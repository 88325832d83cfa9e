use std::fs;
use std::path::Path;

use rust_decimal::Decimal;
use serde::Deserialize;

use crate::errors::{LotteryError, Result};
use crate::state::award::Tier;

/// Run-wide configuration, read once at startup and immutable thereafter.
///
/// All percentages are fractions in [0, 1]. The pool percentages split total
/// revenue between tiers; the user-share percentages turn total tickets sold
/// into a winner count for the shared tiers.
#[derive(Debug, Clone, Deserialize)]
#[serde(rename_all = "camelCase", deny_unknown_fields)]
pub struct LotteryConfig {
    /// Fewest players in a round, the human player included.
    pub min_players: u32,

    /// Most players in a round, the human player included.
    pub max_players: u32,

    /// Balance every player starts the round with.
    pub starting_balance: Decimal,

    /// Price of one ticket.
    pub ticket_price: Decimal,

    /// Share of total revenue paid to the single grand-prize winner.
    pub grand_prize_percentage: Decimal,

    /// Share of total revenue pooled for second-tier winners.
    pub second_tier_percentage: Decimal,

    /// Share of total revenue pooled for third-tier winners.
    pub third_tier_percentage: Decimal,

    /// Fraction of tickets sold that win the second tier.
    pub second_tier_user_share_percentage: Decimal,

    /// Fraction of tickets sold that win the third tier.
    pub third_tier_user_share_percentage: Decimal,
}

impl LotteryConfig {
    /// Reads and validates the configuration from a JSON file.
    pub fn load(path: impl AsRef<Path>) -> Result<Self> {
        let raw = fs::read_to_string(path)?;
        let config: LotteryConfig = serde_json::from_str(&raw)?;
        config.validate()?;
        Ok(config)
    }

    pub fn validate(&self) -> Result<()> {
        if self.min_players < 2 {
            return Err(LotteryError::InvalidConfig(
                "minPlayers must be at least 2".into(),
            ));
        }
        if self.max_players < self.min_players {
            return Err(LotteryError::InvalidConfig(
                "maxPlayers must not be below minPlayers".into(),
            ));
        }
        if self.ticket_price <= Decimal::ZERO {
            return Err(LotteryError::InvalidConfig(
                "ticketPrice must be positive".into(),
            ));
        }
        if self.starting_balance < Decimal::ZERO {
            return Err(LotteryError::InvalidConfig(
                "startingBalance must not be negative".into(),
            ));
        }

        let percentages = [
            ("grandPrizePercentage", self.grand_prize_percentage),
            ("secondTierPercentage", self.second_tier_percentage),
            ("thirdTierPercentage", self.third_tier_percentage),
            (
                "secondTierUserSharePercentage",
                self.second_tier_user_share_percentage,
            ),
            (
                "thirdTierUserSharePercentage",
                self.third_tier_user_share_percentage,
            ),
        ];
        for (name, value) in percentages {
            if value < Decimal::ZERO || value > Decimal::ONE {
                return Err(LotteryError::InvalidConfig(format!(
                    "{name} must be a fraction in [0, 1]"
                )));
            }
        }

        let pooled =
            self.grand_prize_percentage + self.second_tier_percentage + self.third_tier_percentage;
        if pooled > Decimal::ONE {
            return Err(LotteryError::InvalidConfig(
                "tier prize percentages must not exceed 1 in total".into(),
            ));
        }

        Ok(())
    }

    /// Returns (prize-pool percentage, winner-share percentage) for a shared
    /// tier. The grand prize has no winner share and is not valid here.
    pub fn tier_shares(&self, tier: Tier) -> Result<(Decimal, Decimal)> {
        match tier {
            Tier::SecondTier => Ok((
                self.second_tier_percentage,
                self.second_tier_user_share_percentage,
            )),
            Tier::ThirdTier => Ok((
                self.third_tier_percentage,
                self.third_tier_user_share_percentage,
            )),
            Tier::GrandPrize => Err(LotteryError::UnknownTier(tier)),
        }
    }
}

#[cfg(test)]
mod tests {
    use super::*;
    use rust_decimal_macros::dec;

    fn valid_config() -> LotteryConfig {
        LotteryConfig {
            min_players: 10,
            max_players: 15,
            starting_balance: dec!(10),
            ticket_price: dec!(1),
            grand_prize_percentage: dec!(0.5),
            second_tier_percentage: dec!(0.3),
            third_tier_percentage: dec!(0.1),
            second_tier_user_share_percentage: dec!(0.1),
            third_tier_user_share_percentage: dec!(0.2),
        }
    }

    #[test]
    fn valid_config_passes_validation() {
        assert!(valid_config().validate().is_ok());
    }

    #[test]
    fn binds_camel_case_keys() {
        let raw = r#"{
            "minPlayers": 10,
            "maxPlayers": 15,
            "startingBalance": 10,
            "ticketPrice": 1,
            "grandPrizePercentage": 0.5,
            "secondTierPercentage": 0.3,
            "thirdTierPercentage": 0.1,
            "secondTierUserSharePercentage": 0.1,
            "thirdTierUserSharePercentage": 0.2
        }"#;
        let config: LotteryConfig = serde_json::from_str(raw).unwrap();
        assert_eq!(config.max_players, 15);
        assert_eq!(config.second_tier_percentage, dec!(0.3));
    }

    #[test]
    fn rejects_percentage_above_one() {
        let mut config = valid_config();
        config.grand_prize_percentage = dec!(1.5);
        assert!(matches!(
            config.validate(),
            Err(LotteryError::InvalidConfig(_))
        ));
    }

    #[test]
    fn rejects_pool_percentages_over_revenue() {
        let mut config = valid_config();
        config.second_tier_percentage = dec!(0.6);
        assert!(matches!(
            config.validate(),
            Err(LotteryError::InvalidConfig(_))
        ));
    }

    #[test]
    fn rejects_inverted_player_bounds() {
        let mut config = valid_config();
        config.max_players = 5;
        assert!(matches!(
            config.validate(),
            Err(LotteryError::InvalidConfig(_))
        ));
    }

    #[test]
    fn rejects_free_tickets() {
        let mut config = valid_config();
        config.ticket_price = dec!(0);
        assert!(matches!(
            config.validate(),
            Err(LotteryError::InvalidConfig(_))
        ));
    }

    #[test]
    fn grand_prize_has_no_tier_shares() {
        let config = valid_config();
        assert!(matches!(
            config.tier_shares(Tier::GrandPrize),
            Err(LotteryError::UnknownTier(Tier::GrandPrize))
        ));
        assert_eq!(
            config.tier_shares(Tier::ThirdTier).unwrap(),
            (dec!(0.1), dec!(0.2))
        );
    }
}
--- --- ---
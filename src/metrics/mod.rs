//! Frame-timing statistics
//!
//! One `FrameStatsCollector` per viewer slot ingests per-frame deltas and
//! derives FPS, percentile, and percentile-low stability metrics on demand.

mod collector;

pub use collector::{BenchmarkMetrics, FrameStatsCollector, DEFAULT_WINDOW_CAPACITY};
--- --- ---
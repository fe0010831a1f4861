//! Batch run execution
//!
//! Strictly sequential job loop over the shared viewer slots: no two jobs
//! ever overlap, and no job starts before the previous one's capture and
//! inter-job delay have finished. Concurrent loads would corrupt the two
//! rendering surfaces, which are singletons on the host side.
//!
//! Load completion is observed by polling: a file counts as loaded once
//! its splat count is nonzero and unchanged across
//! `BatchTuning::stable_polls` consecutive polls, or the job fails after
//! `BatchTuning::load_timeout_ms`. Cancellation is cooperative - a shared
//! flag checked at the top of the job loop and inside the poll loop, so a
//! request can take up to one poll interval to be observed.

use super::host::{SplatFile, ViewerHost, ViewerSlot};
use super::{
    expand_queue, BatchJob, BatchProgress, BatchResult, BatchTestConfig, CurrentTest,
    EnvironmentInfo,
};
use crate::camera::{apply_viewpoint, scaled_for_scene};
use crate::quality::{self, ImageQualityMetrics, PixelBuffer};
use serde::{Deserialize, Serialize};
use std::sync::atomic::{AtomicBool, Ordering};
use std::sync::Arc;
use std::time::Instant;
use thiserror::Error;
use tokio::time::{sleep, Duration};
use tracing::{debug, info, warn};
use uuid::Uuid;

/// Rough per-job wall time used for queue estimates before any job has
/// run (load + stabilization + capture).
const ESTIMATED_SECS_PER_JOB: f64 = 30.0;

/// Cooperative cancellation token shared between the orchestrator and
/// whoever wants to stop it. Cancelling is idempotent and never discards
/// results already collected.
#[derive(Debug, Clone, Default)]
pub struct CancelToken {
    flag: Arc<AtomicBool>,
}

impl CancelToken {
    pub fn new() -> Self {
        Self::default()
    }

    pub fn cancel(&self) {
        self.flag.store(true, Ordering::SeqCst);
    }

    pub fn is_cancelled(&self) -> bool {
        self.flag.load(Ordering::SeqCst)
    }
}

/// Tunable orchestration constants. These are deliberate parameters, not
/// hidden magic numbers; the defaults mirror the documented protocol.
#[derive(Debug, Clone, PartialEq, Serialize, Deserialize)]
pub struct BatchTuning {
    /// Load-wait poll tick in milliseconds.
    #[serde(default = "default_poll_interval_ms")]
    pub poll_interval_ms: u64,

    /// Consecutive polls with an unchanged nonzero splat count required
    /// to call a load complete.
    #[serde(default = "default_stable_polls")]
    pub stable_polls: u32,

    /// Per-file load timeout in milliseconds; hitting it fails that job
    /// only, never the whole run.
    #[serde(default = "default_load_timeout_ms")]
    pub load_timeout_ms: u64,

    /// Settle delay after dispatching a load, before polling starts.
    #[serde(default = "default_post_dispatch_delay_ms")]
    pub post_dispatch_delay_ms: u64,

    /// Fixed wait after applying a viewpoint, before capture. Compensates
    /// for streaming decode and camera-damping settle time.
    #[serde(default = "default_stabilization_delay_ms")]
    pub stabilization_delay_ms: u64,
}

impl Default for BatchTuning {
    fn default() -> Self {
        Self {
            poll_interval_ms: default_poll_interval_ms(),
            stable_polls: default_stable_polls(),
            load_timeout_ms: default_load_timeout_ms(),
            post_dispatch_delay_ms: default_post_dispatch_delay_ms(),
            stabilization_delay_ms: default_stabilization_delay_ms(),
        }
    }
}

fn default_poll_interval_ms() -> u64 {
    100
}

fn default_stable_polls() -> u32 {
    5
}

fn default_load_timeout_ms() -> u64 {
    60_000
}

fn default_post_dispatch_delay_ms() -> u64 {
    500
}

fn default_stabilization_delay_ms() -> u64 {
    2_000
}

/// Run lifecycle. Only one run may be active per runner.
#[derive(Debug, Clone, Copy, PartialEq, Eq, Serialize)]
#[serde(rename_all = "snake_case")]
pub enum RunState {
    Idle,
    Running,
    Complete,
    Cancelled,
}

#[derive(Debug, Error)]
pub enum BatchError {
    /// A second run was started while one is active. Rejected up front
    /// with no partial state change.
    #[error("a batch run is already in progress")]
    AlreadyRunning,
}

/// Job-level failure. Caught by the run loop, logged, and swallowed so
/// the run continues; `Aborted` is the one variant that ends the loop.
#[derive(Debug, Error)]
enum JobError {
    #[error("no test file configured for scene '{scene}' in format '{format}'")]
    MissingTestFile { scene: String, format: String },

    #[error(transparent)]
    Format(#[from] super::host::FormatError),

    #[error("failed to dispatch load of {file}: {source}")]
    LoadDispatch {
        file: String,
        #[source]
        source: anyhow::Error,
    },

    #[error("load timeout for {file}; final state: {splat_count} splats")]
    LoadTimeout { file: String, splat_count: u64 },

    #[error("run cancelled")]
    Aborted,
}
--- --- ---
• **WHAT THIS TASK INVOLVES**:
Look through the entries above for the word "enum". Copy every line where it shows up.

• **FINISHED TASK**:
pub enum RunState {
pub enum BatchError {
enum JobError {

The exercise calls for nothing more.